Matthew 15:18-20 says: But those things which proceed out of the mouth comes from the heart, and they defile a man. For out of the heart proceed evil thoughts, murder, adulteries, fornications, thefts false witness, blasphemies. These are the things which defile a man, but to eat with unwashed hands does not defile a man. It really has a lot to do with what we are thinking about each day. That is what it takes is a lot of negative thoughts that are inside of our minds. Afterwards, I want to say that if those thoughts are inside of our hearts defiled a man, woman, and children. You know something, nonverbal communication that we use each day is capable of defiling anyone including a beast of the field. Some animals cannot be tamed by man. This is the reason why the spirit of an animal goes down. I want to change my way of thinking on a daily basis. We are supposed to live like Jesus Christ died by sharing the Gospel of Peace with everyone.



Good Evening Everyone!! My name is Anthony Joseph Hopkins and I am a 57 year old man, who has a very long way in my life.

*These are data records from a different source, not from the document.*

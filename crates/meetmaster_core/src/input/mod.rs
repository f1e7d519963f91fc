//! Interactive field collection for new records.
//!
//! # Responsibility
//! - Define the seam to whatever supplies field values (terminal, script).
//! - Ask for the remaining fields of a record kind in a fixed order.
//!
//! # Invariants
//! - The title is validated before any prompt is shown.
//! - Only fields of the requested kind are asked for.

use crate::model::clock::Clock;
use crate::model::record::{Record, RecordKind, RecordPayload, RecordValidationError};
use std::error::Error;
use std::fmt::{Display, Formatter};
use std::io;

/// Supplies already-entered field values, one prompt at a time.
pub trait FieldSource {
    fn ask(&mut self, prompt: &str) -> io::Result<String>;
}

#[derive(Debug)]
pub enum InputError {
    Io(io::Error),
    Validation(RecordValidationError),
}

impl Display for InputError {
    fn fmt(&self, f: &mut Formatter<'_>) -> std::fmt::Result {
        match self {
            Self::Io(err) => write!(f, "failed to read field value: {err}"),
            Self::Validation(err) => write!(f, "{err}"),
        }
    }
}

impl Error for InputError {
    fn source(&self) -> Option<&(dyn Error + 'static)> {
        match self {
            Self::Io(err) => Some(err),
            Self::Validation(err) => Some(err),
        }
    }
}

impl From<io::Error> for InputError {
    fn from(value: io::Error) -> Self {
        Self::Io(value)
    }
}

impl From<RecordValidationError> for InputError {
    fn from(value: RecordValidationError) -> Self {
        Self::Validation(value)
    }
}

pub const PROMPT_DESCRIPTION: &str = "Description";

/// Prompts for the variant-specific fields of `kind`, in ask order.
pub fn variant_prompts(kind: RecordKind) -> &'static [&'static str] {
    match kind {
        RecordKind::Information => &["Given by"],
        RecordKind::Decision => &["Result"],
        RecordKind::Task => &["Owner", "Priority", "Due"],
    }
}

/// Builds a new record of `kind`, asking `source` for the missing fields.
///
/// `description` is asked for only when `None`.
pub fn build_record(
    kind: RecordKind,
    title: &str,
    description: Option<String>,
    source: &mut dyn FieldSource,
    clock: &dyn Clock,
) -> Result<Record, InputError> {
    if title.trim().is_empty() {
        return Err(RecordValidationError::EmptyTitle.into());
    }

    let description = match description {
        Some(description) => description,
        None => source.ask(PROMPT_DESCRIPTION)?,
    };

    let mut answers = Vec::with_capacity(3);
    for prompt in variant_prompts(kind) {
        answers.push(source.ask(prompt)?);
    }
    let mut answers = answers.into_iter();
    let mut next = || answers.next().unwrap_or_default();

    let payload = match kind {
        RecordKind::Information => RecordPayload::Information { given_by: next() },
        RecordKind::Decision => RecordPayload::Decision { result: next() },
        RecordKind::Task => RecordPayload::Task {
            owner: next(),
            priority: next(),
            due: next(),
        },
    };

    Ok(Record::new(title, description, payload, clock)?)
}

I used to be an angry person growing up in Dayton, Ohio from 1972-1990. I was mentally and emotionally abused as a child. My stepfather tried to kill me on three occasions. He put my head inside of a hot stove. My hair and face was on fire. I smelled like burnt hair for one week. I was born on Thursday June 24, 1965 at 7:30pm. This is the reason why I stayed up all night for days at a time. I really didn’t use vulgarity until I was 9 years old. I heard my parents using vulgarity on a daily basis. My stepfather punched on everyone except my mother. When I was 8 years old, I saw my mother shoot my stepfather with a gun. He stayed in the hospital for six weeks. This is because he lost a lot of blood in his own body. I will admit that I held everything inside of me.


I am very guilty of stuffing all of my angry feelings because I was scared of men and women. I guess I didn’t have enough courage in me. For nine years, I used to get beaten up all of the time. I used to fear other children at school because they were beating me up all of the time. I was a very smart person in school. The only class that I have a problem with is math. I was a C average student. I love History, English, and Political Science and Government. I did well in Spelling and Military Science. I was afraid to go home. I remember sleeping inside of garbage cans because I was scared to go inside of my mother’s house. My stepfather was a tyrant. I remember on Sunday November 25, 1985, my stepfather stabbed me with a hook knife. My stepfather tried to kill my brother because he lost his money in a dice game. If I would not have put my arms up, my brother would have perished. My brother called The police and I didn’t press charges against my stepfather because I told the police that he was too old to go to jail. I forgave him.


I am a person who knows how to forgive other people. I have come a very long way in my personal life. I have been clean and sober for 32 years now. Finally, I have been hearing voices for 13 years now. I hear women laughing at me. This is the reason why I prefer Pastoral Counseling over psychotherapy. A pastor can help me better than a therapist. I have been defiled since birth.